Directions – Identify all lines in the data containing the string "Snowball". Copy them out.

== The data ==

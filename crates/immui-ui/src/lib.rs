//! Leaf widgets for immui.
//!
//! Every widget is a free function over [`Context`] that declares one cell
//! of the current layout. Identity comes from the call site, so a widget
//! declared in a loop needs [`Context::id_scope`] to stay distinct. Each
//! widget has a `*_with` variant taking an explicit [`WidgetId`] and
//! [`WidgetOptions`].

pub mod widgets;

pub use immui_core::{Context, Response, WidgetId, WidgetOptions};
pub use widgets::{
    button, button_with, checkbox, checkbox_with, header, header_with, label, number_field,
    number_field_with, slider, slider_f, slider_f_with, slider_with, text, text_field,
    text_field_with, tree_node, tree_node_with,
};

pub mod prelude {
    pub use crate::widgets::*;
    pub use immui_core::prelude::*;
}
//! Row/grid flow layout for immui
//!
//! A [`FlowLayout`] is one entry of the layout stack: it hands out the
//! rectangle of the next widget from a declared column/row grid
//! and measures how far the content extends so containers can scroll.

mod axis;
mod flow;

pub use axis::*;
pub use flow::*;

pub mod prelude {
    pub use crate::axis::Axis;
    pub use crate::flow::{FlowLayout, LayoutMetrics};
}
use super::*;

#[test]
fn plain_field_appends_typed_text_at_caret() {
    let mut field = PlainTextField::default();
    field.set_text_and_selection("ab", 2, 2);
    let handled = field
        .handle_input(&InputSnapshot::new().with_text("cd"), Point::ZERO)
        .unwrap();
    assert!(handled);
    assert_eq!(field.text(), "abcd");
    assert_eq!(field.selection(), (4, 4));
}

#[test]
fn plain_field_leaves_keys_to_the_widget() {
    let mut field = PlainTextField::default();
    field.set_text_and_selection("ab", 2, 2);
    let handled = field
        .handle_input(&InputSnapshot::new(), Point::ZERO)
        .unwrap();
    assert!(!handled);
    assert_eq!(field.text(), "ab");
}

#[test]
fn plain_input_keeps_one_field_per_widget() {
    let mut input = PlainTextInput::new();
    let a = WidgetId::global("a");
    let b = WidgetId::global("b");
    input.field(a).set_text_and_selection("first", 0, 0);
    input.field(b).set_text_and_selection("second", 0, 0);
    assert_eq!(input.field(a).text(), "first");
    assert_eq!(input.len(), 2);

    input.retain(&|id| id == a);
    assert_eq!(input.len(), 1);
    assert_eq!(input.field(a).text(), "first");
}
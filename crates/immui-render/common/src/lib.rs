//! Common rendering contracts shared between renderer backends.
//!
//! The engine never rasterizes. Each frame it hands its recorded
//! [`Command`]s, back to front, to a [`Renderer`] through [`replay`].

mod recording;

use immui_core::{Command, DrawCallback, Icon};
use immui_graphics::{Color, Point, Rect, Size};

pub use recording::{RecordingRenderer, RenderOp};

/// Abstraction implemented by concrete renderer backends.
pub trait Renderer {
    type Error;

    /// Size of the drawing surface in UI units.
    fn viewport(&self) -> Size;

    /// Restricts the following draws to `rect`. [`Rect::UNCLIPPED`] lifts
    /// the restriction.
    fn set_clip(&mut self, rect: Rect) -> Result<(), Self::Error>;

    fn fill_rect(&mut self, rect: Rect, color: Color) -> Result<(), Self::Error>;

    fn draw_text(&mut self, text: &str, position: Point, color: Color) -> Result<(), Self::Error>;

    fn draw_icon(&mut self, icon: Icon, rect: Rect, color: Color) -> Result<(), Self::Error>;

    /// Runs a client drawing callback over `rect`.
    fn draw_custom(&mut self, rect: Rect, callback: &DrawCallback) -> Result<(), Self::Error>;
}

/// Replays `commands` in order, stopping at the first renderer error.
/// Returns the number of commands replayed.
pub fn replay<'a, R>(
    renderer: &mut R,
    commands: impl IntoIterator<Item = &'a Command>,
) -> Result<usize, R::Error>
where
    R: Renderer + ?Sized,
{
    let mut count = 0;
    for command in commands {
        match command {
            Command::Clip { rect } => renderer.set_clip(*rect)?,
            Command::Rect { rect, color } => renderer.fill_rect(*rect, *color)?,
            Command::Text {
                text,
                position,
                color,
            } => renderer.draw_text(text, *position, *color)?,
            Command::Icon { icon, rect, color } => renderer.draw_icon(*icon, *rect, *color)?,
            Command::Custom { rect, callback } => renderer.draw_custom(*rect, callback)?,
        }
        count += 1;
    }
    log::trace!("replayed {count} draw commands");
    Ok(count)
}

#[cfg(test)]
#[path = "tests/replay_tests.rs"]
mod tests;
//! Foundation input types for immui: per-frame input snapshots and the
//! pointer tracker that derives edges from consecutive snapshots.

mod input;
mod pointing;

pub use input::*;
pub use pointing::*;

pub mod prelude {
    pub use crate::input::{
        InputSnapshot, Key, Keys, PointerButton, PointerButtons, Touch, WheelDelta,
    };
    pub use crate::pointing::Pointing;
}
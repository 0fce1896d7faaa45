//! Hover and focus arbitration.

use immui_graphics::Rect;

use crate::context::Context;
use crate::error::UiError;
use crate::id::WidgetId;
use crate::options::WidgetOptions;

impl Context {
    /// Whether the container chain up to the nearest root reaches the
    /// current hover root.
    pub(crate) fn in_hover_root(&self) -> bool {
        let Some(hover_root) = self.hover_root else {
            return false;
        };
        for id in self.container_stack.iter().rev() {
            if *id == hover_root {
                return true;
            }
            if self.containers.get(*id).map_or(true, |c| c.is_root()) {
                break;
            }
        }
        false
    }

    /// Whether the pointer is over `bounds`, inside the active clip, and
    /// in the hover root.
    pub fn pointer_over(&self, bounds: Rect) -> Result<bool, UiError> {
        let position = self.pointing.position();
        Ok(bounds.contains(position)
            && self.clip_rect()?.contains(position)
            && self.in_hover_root())
    }

    /// Updates hover and focus for the widget `id` occupying `bounds`.
    ///
    /// Returns true when the widget lost focus during this call, either to
    /// a press elsewhere or to a release without `HOLD_FOCUS`.
    pub fn reconcile(
        &mut self,
        id: WidgetId,
        bounds: Rect,
        opt: WidgetOptions,
    ) -> Result<bool, UiError> {
        if id.is_empty() {
            return Ok(false);
        }
        let over = self.pointer_over(bounds)?;

        if self.focus == id {
            self.keep_focus = true;
        }
        if opt.contains(WidgetOptions::NO_INTERACT) {
            return Ok(false);
        }
        if over && !self.pointing.pressed() {
            self.hover = id;
        }

        let mut was_focused = false;
        if self.focus == id {
            if self.pointing.just_pressed() && !over {
                self.set_focus(WidgetId::EMPTY);
                was_focused = true;
            }
            if !self.pointing.pressed() && !opt.contains(WidgetOptions::HOLD_FOCUS) {
                self.set_focus(WidgetId::EMPTY);
                was_focused = true;
            }
        }

        if self.hover == id {
            if self.pointing.just_pressed() {
                self.set_focus(id);
            } else if !over {
                self.hover = WidgetId::EMPTY;
            }
        }

        Ok(was_focused)
    }
}

#[cfg(test)]
#[path = "tests/focus_tests.rs"]
mod tests;
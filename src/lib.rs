//! # untextract
//!
//! Paragraph reconstruction and tokenization for document-analysis output.
//!
//! OCR services such as Amazon Textract report positioned lines of text but
//! no paragraph structure. This library parses saved analysis responses,
//! rebuilds paragraphs from line geometry, and extracts text, sentences and
//! words (optionally stemmed) for downstream language processing.
//!
//! ## Quick Start
//!
//! ```no_run
//! use untextract::{parse_file, ParagraphDetector};
//!
//! fn main() -> untextract::Result<()> {
//!     // Parse a saved Textract response
//!     let doc = parse_file("response.json")?;
//!
//!     // Reconstruct paragraphs from line geometry
//!     for paragraph in ParagraphDetector::new().detect(&doc) {
//!         println!("{}", paragraph);
//!     }
//!
//!     Ok(())
//! }
//! ```
//!
//! ## Features
//!
//! - **Paragraph detection**: vertical gaps, indentation and page breaks
//! - **Tokenization**: Penn Treebank style words, Unicode sentences
//! - **Stemming**: English Snowball stemmer for every granularity
//! - **Tables and forms**: cells and key/value fields from the response
//! - **Comprehend results**: word and sentence extraction from annotations
//! - **Parallel processing**: Uses Rayon for batches of documents

pub mod comprehend;
pub mod error;
pub mod layout;
pub mod model;
pub mod nlp;
pub mod parser;
pub mod render;
pub mod tokenize;

// Re-export commonly used types
pub use comprehend::{Annotation, ComprehendResponse, Entity, KeyPhrase, Language};
pub use error::{Error, Result};
pub use layout::{LayoutOptions, LayoutReport, ParagraphDetector};
pub use model::{
    BoundingBox, Document, Field, FieldText, Form, Line, Page, Table, TableCell, TableRow, Word,
};
pub use nlp::TextAnalyzer;
pub use parser::{PageSelection, ParseOptions, TextractParser};
pub use render::JsonFormat;
pub use tokenize::{DocumentTokenizer, Granularity, TokenizeOptions, Tokens};

use std::io::Read;
use std::path::Path;

/// Parse a saved Textract response file.
///
/// # Example
///
/// ```no_run
/// use untextract::parse_file;
///
/// let doc = parse_file("response.json").unwrap();
/// println!("Pages: {}", doc.page_count());
/// ```
pub fn parse_file<P: AsRef<Path>>(path: P) -> Result<Document> {
    TextractParser::new().parse_file(path)
}

/// Parse a saved Textract response file with custom options.
///
/// # Example
///
/// ```no_run
/// use untextract::{parse_file_with_options, PageSelection, ParseOptions};
///
/// let options = ParseOptions::new()
///     .with_pages(PageSelection::Range(1..=2))
///     .lines_only();
/// let doc = parse_file_with_options("response.json", options).unwrap();
/// ```
pub fn parse_file_with_options<P: AsRef<Path>>(path: P, options: ParseOptions) -> Result<Document> {
    TextractParser::with_options(options).parse_file(path)
}

/// Parse a Textract response from a JSON string.
pub fn parse_str(json: &str) -> Result<Document> {
    TextractParser::new().parse_str(json)
}

/// Parse a Textract response from a JSON string with custom options.
pub fn parse_str_with_options(json: &str, options: ParseOptions) -> Result<Document> {
    TextractParser::with_options(options).parse_str(json)
}

/// Parse a Textract response from a reader.
pub fn parse_reader<R: Read>(reader: R) -> Result<Document> {
    TextractParser::new().parse_reader(reader)
}

/// Parse a Textract response from a reader with custom options.
pub fn parse_reader_with_options<R: Read>(reader: R, options: ParseOptions) -> Result<Document> {
    TextractParser::with_options(options).parse_reader(reader)
}

/// Extract the flat text of a response file.
///
/// # Example
///
/// ```no_run
/// use untextract::extract_text;
///
/// let text = extract_text("response.json").unwrap();
/// println!("{}", text);
/// ```
pub fn extract_text<P: AsRef<Path>>(path: P) -> Result<String> {
    let doc = parse_file(path)?;
    Ok(doc.plain_text())
}

/// Reconstruct the paragraphs of a response file.
pub fn paragraphs<P: AsRef<Path>>(path: P) -> Result<Vec<String>> {
    let doc = parse_file(path)?;
    Ok(ParagraphDetector::new().detect(&doc))
}

/// Extract the sentences of a response file.
pub fn sentences<P: AsRef<Path>>(path: P) -> Result<Vec<String>> {
    let doc = parse_file(path)?;
    Ok(DocumentTokenizer::new().sentences(&doc, false))
}

/// Extract the word tokens of a response file.
pub fn words<P: AsRef<Path>>(path: P) -> Result<Vec<String>> {
    let doc = parse_file(path)?;
    Ok(DocumentTokenizer::new().words(&doc, false))
}

/// Builder for parsing and tokenizing analysis responses.
///
/// # Example
///
/// ```no_run
/// use untextract::{Granularity, Untextract};
///
/// let paragraphs = Untextract::new()
///     .stemmed()
///     .with_epsilon(0.02)
///     .lines_only()
///     .parse("response.json")?
///     .tokenize(Granularity::Paragraphs);
/// # Ok::<(), untextract::Error>(())
/// ```
#[derive(Debug, Clone, Default)]
pub struct Untextract {
    parse_options: ParseOptions,
    tokenize_options: TokenizeOptions,
}

impl Untextract {
    /// Create a new Untextract builder.
    pub fn new() -> Self {
        Self::default()
    }

    /// Set page selection.
    pub fn with_pages(mut self, pages: PageSelection) -> Self {
        self.parse_options = self.parse_options.with_pages(pages);
        self
    }

    /// Ignore tables and forms.
    pub fn lines_only(mut self) -> Self {
        self.parse_options = self.parse_options.lines_only();
        self
    }

    /// Stem every extracted word.
    pub fn stemmed(mut self) -> Self {
        self.tokenize_options = self.tokenize_options.with_stemming(true);
        self
    }

    /// Set the paragraph threshold margin.
    pub fn with_epsilon(mut self, epsilon: f64) -> Self {
        self.tokenize_options = self.tokenize_options.with_epsilon(epsilon);
        self
    }

    /// Parse a response file and return a result wrapper.
    pub fn parse<P: AsRef<Path>>(self, path: P) -> Result<UntextractResult> {
        let document = TextractParser::with_options(self.parse_options).parse_file(path)?;
        Ok(UntextractResult {
            document,
            options: self.tokenize_options,
        })
    }

    /// Parse a response from a JSON string.
    pub fn parse_str(self, json: &str) -> Result<UntextractResult> {
        let document = TextractParser::with_options(self.parse_options).parse_str(json)?;
        Ok(UntextractResult {
            document,
            options: self.tokenize_options,
        })
    }
}

/// Result of parsing an analysis response.
#[derive(Debug, Clone)]
pub struct UntextractResult {
    /// The parsed document
    pub document: Document,
    /// Tokenize options to use
    options: TokenizeOptions,
}

impl UntextractResult {
    /// Extract items at the requested granularity.
    pub fn tokenize(&self, granularity: Granularity) -> Tokens {
        tokenize::tokenize(&self.document, granularity, &self.options)
    }

    /// Run paragraph detection and keep every intermediate result.
    pub fn layout_report(&self) -> Result<LayoutReport> {
        let options = LayoutOptions::new().with_epsilon(self.options.epsilon);
        ParagraphDetector::with_options(options).analyze(&self.document)
    }

    /// Human-readable dump of the document.
    pub fn outline(&self) -> String {
        render::outline(&self.document)
    }

    /// Get plain text without stemming.
    pub fn plain_text(&self) -> String {
        self.document.plain_text()
    }

    /// Get the document.
    pub fn document(&self) -> &Document {
        &self.document
    }
}

#[cfg(test)]
mod tests {
    use super::*;

    const RESPONSE: &str = r#"{"Blocks": [
        {"BlockType": "PAGE", "Id": "p1"},
        {"BlockType": "LINE", "Id": "l1", "Text": "Running risks",
         "Geometry": {"BoundingBox": {"Top": 0.10, "Left": 0.10}}},
        {"BlockType": "LINE", "Id": "l2", "Text": "are assessed.",
         "Geometry": {"BoundingBox": {"Top": 0.12, "Left": 0.10}}},
        {"BlockType": "LINE", "Id": "l3", "Text": "New section.",
         "Geometry": {"BoundingBox": {"Top": 0.40, "Left": 0.10}}}
    ]}"#;

    #[test]
    fn test_untextract_builder_default() {
        let builder = Untextract::default();
        assert!(!builder.tokenize_options.stemmed);
        assert_eq!(builder.parse_options.pages, PageSelection::All);
    }

    #[test]
    fn test_untextract_builder_chained() {
        let builder = Untextract::new()
            .stemmed()
            .with_epsilon(0.05)
            .lines_only()
            .with_pages(PageSelection::Pages(vec![2]));

        assert!(builder.tokenize_options.stemmed);
        assert_eq!(builder.tokenize_options.epsilon, 0.05);
        assert!(!builder.parse_options.include_tables);
        assert!(!builder.parse_options.include_forms);
        assert_eq!(builder.parse_options.pages, PageSelection::Pages(vec![2]));
    }

    #[test]
    fn test_parse_str_and_tokenize() {
        let result = Untextract::new().parse_str(RESPONSE).unwrap();
        assert_eq!(
            result.tokenize(Granularity::Paragraphs).items,
            vec!["Running risks are assessed.", "New section."]
        );
        assert_eq!(
            result.plain_text(),
            "Running risks are assessed. New section."
        );
    }

    #[test]
    fn test_stemmed_result() {
        let result = Untextract::new().stemmed().parse_str(RESPONSE).unwrap();
        let words = result.tokenize(Granularity::Words);
        assert!(words.stemmed);
        assert_eq!(&words.items[..3], &["run", "risk", "are"]);
    }

    #[test]
    fn test_layout_report() {
        let result = Untextract::new().parse_str(RESPONSE).unwrap();
        let report = result.layout_report().unwrap();
        assert_eq!(report.lines.len(), 3);
        assert_eq!(report.paragraph_start_count(), 2);
    }

    #[test]
    fn test_parse_str_invalid_json() {
        assert!(matches!(parse_str("not json"), Err(Error::Json(_))));
    }

    #[test]
    fn test_parse_file_missing() {
        assert!(matches!(
            parse_file("/nonexistent/response.json"),
            Err(Error::Io(_))
        ));
    }

    #[test]
    fn test_parse_reader() {
        let doc = parse_reader(RESPONSE.as_bytes()).unwrap();
        assert_eq!(doc.line_count(), 3);
    }
}
//! Document-level text, sentence, word and paragraph extraction.
//!
//! The flat text of a document is every line and table cell joined by a
//! single space. Sentences and words are cut from that flat text by the
//! [`TextAnalyzer`] collaborators, while paragraphs come from the geometric
//! [`ParagraphDetector`]. Every granularity can optionally be stemmed.

use serde::{Deserialize, Serialize};

use crate::layout::{LayoutOptions, ParagraphDetector, DEFAULT_EPSILON};
use crate::model::Document;
use crate::nlp::TextAnalyzer;

/// Unit of text produced by [`tokenize`].
#[derive(Debug, Clone, Copy, PartialEq, Eq, Hash, Default, Serialize, Deserialize)]
#[serde(rename_all = "lowercase")]
pub enum Granularity {
    /// The whole document as a single string
    #[default]
    Text,
    /// One entry per sentence
    Sentences,
    /// One entry per word or punctuation token
    Words,
    /// One entry per reconstructed paragraph
    Paragraphs,
}

impl std::fmt::Display for Granularity {
    fn fmt(&self, f: &mut std::fmt::Formatter<'_>) -> std::fmt::Result {
        let name = match self {
            Granularity::Text => "text",
            Granularity::Sentences => "sentences",
            Granularity::Words => "words",
            Granularity::Paragraphs => "paragraphs",
        };
        f.write_str(name)
    }
}

/// Options for [`tokenize`].
#[derive(Debug, Clone, Copy, PartialEq)]
pub struct TokenizeOptions {
    /// Replace every word with its stem
    pub stemmed: bool,
    /// Threshold margin for paragraph detection
    pub epsilon: f64,
}

impl TokenizeOptions {
    /// Create new tokenize options with defaults.
    pub fn new() -> Self {
        Self::default()
    }

    /// Enable or disable stemming.
    pub fn with_stemming(mut self, stemmed: bool) -> Self {
        self.stemmed = stemmed;
        self
    }

    /// Set the paragraph threshold margin.
    pub fn with_epsilon(mut self, epsilon: f64) -> Self {
        self.epsilon = epsilon;
        self
    }

    fn layout(&self) -> LayoutOptions {
        LayoutOptions::new().with_epsilon(self.epsilon)
    }
}

impl Default for TokenizeOptions {
    fn default() -> Self {
        Self {
            stemmed: false,
            epsilon: DEFAULT_EPSILON,
        }
    }
}

/// Uniform result of a tokenization run.
#[derive(Debug, Clone, PartialEq, Serialize, Deserialize)]
pub struct Tokens {
    /// What each item represents
    pub granularity: Granularity,
    /// Whether items were stemmed
    pub stemmed: bool,
    /// Extracted items in document order
    pub items: Vec<String>,
}

impl Tokens {
    /// Number of items.
    pub fn len(&self) -> usize {
        self.items.len()
    }

    /// Check if nothing was extracted.
    pub fn is_empty(&self) -> bool {
        self.items.is_empty()
    }

    /// Iterate over the items.
    pub fn iter(&self) -> impl Iterator<Item = &str> {
        self.items.iter().map(String::as_str)
    }
}

impl IntoIterator for Tokens {
    type Item = String;
    type IntoIter = std::vec::IntoIter<String>;

    fn into_iter(self) -> Self::IntoIter {
        self.items.into_iter()
    }
}

/// Extracts text units from a [`Document`].
#[derive(Debug, Clone, Default)]
pub struct DocumentTokenizer {
    analyzer: TextAnalyzer,
    layout: LayoutOptions,
}

impl DocumentTokenizer {
    /// Create a tokenizer with the default analyzer and layout options.
    pub fn new() -> Self {
        Self::default()
    }

    /// Use a custom text analyzer.
    pub fn with_analyzer(mut self, analyzer: TextAnalyzer) -> Self {
        self.analyzer = analyzer;
        self
    }

    /// Use custom paragraph detection options.
    pub fn with_layout(mut self, layout: LayoutOptions) -> Self {
        self.layout = layout;
        self
    }

    /// Get the text analyzer.
    pub fn analyzer(&self) -> &TextAnalyzer {
        &self.analyzer
    }

    /// Flat text of the document.
    pub fn text(&self, doc: &Document, stemmed: bool) -> String {
        let text = doc.plain_text();
        if stemmed {
            self.analyzer.stem_text(&text)
        } else {
            text
        }
    }

    /// Sentences of the flat text.
    pub fn sentences(&self, doc: &Document, stemmed: bool) -> Vec<String> {
        let sentences = self.analyzer.sentences(&doc.plain_text());
        self.maybe_stem(sentences, stemmed)
    }

    /// Word tokens of the flat text.
    pub fn words(&self, doc: &Document, stemmed: bool) -> Vec<String> {
        let words = self.analyzer.words(&doc.plain_text());
        if stemmed {
            words.iter().map(|w| self.analyzer.stem(w)).collect()
        } else {
            words
        }
    }

    /// Paragraphs reconstructed from line geometry.
    pub fn paragraphs(&self, doc: &Document, stemmed: bool) -> Vec<String> {
        let paragraphs = ParagraphDetector::with_options(self.layout).detect(doc);
        self.maybe_stem(paragraphs, stemmed)
    }

    /// Extract items at the requested granularity.
    pub fn tokenize(&self, doc: &Document, granularity: Granularity, stemmed: bool) -> Tokens {
        let items = match granularity {
            Granularity::Text => {
                let text = self.text(doc, stemmed);
                if text.is_empty() {
                    Vec::new()
                } else {
                    vec![text]
                }
            }
            Granularity::Sentences => self.sentences(doc, stemmed),
            Granularity::Words => self.words(doc, stemmed),
            Granularity::Paragraphs => self.paragraphs(doc, stemmed),
        };
        log::debug!("Extracted {} {} (stemmed: {})", items.len(), granularity, stemmed);

        Tokens {
            granularity,
            stemmed,
            items,
        }
    }

    fn maybe_stem(&self, items: Vec<String>, stemmed: bool) -> Vec<String> {
        if stemmed {
            items.iter().map(|s| self.analyzer.stem_text(s)).collect()
        } else {
            items
        }
    }
}

/// Extract items from a document with the default analyzer.
pub fn tokenize(doc: &Document, granularity: Granularity, options: &TokenizeOptions) -> Tokens {
    DocumentTokenizer::new()
        .with_layout(options.layout())
        .tokenize(doc, granularity, options.stemmed)
}
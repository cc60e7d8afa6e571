//! Word stemming.

use rust_stemmers::Algorithm;

use super::Stemmer;

/// English Porter-family stemmer (Snowball "English", a.k.a. Porter2).
///
/// Words are lowercased before stemming, so `Assessment` and `assessment`
/// both stem to `assess`.
pub struct PorterStemmer {
    inner: rust_stemmers::Stemmer,
}

impl PorterStemmer {
    /// Create an English stemmer.
    pub fn new() -> Self {
        Self {
            inner: rust_stemmers::Stemmer::create(Algorithm::English),
        }
    }
}

impl Default for PorterStemmer {
    fn default() -> Self {
        Self::new()
    }
}

impl std::fmt::Debug for PorterStemmer {
    fn fmt(&self, f: &mut std::fmt::Formatter<'_>) -> std::fmt::Result {
        f.debug_struct("PorterStemmer")
            .field("algorithm", &"english")
            .finish()
    }
}

impl Stemmer for PorterStemmer {
    fn stem(&self, word: &str) -> String {
        self.inner.stem(&word.to_lowercase()).into_owned()
    }
}
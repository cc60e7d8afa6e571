//! Table types.

use serde::{Deserialize, Serialize};

/// A detected table.
#[derive(Debug, Clone, Default, Serialize, Deserialize)]
pub struct Table {
    /// Block id from the analysis response
    #[serde(default)]
    pub id: String,

    /// Rows in the table, ordered by row index
    pub rows: Vec<TableRow>,

    /// Detection confidence (0-100)
    #[serde(default)]
    pub confidence: f32,
}

impl Table {
    /// Create a new empty table.
    pub fn new() -> Self {
        Self::default()
    }

    /// Add a row to the table.
    pub fn add_row(&mut self, row: TableRow) {
        self.rows.push(row);
    }

    /// Get the number of rows.
    pub fn row_count(&self) -> usize {
        self.rows.len()
    }

    /// Get the number of columns (widest row).
    pub fn column_count(&self) -> usize {
        self.rows.iter().map(|r| r.cells.len()).max().unwrap_or(0)
    }

    /// Check if the table is empty.
    pub fn is_empty(&self) -> bool {
        self.rows.is_empty()
    }

    /// Get a cell by zero-based row and column position.
    pub fn cell(&self, row: usize, column: usize) -> Option<&TableCell> {
        self.rows.get(row).and_then(|r| r.cells.get(column))
    }

    /// Cell texts in row-major order.
    pub fn cell_texts(&self) -> impl Iterator<Item = &str> {
        self.rows
            .iter()
            .flat_map(|r| r.cells.iter().map(|c| c.text.as_str()))
    }

    /// Get plain text representation of the table (tab-separated cells).
    pub fn plain_text(&self) -> String {
        self.rows
            .iter()
            .map(|row| row.plain_text())
            .collect::<Vec<_>>()
            .join("\n")
    }
}

/// A table row.
#[derive(Debug, Clone, Default, Serialize, Deserialize)]
pub struct TableRow {
    /// Cells in the row, ordered by column index
    pub cells: Vec<TableCell>,
}

impl TableRow {
    /// Create a new row with cells.
    pub fn new(cells: Vec<TableCell>) -> Self {
        Self { cells }
    }

    /// Get plain text representation.
    pub fn plain_text(&self) -> String {
        self.cells
            .iter()
            .map(|c| c.text.as_str())
            .collect::<Vec<_>>()
            .join("\t")
    }
}

/// A table cell.
#[derive(Debug, Clone, Serialize, Deserialize)]
pub struct TableCell {
    /// Row index (1-indexed, as reported upstream)
    pub row_index: u32,

    /// Column index (1-indexed, as reported upstream)
    pub column_index: u32,

    /// Number of rows this cell spans
    #[serde(default = "one")]
    pub row_span: u32,

    /// Number of columns this cell spans
    #[serde(default = "one")]
    pub column_span: u32,

    /// Cell text (words joined by a space)
    pub text: String,

    /// Detection confidence (0-100)
    #[serde(default)]
    pub confidence: f32,
}

fn one() -> u32 {
    1
}

impl TableCell {
    /// Create a single-span cell with text content.
    pub fn text(row_index: u32, column_index: u32, text: impl Into<String>) -> Self {
        Self {
            row_index,
            column_index,
            row_span: 1,
            column_span: 1,
            text: text.into(),
            confidence: 0.0,
        }
    }

    /// Check if the cell is empty.
    pub fn is_empty(&self) -> bool {
        self.text.trim().is_empty()
    }

    /// Check if this cell spans multiple rows or columns.
    pub fn is_merged(&self) -> bool {
        self.row_span > 1 || self.column_span > 1
    }
}
//! Plain text rendering.

use crate::tokenize::Tokens;

/// Render tokens as plain text, one item per line.
pub fn to_text(tokens: &Tokens) -> String {
    tokens.items.join("\n")
}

===

Exercise answer –
//! - **Stemming**: English Snowball stemmer for every granularity
/// English Porter-family stemmer (Snowball "English", a.k.a. Porter2).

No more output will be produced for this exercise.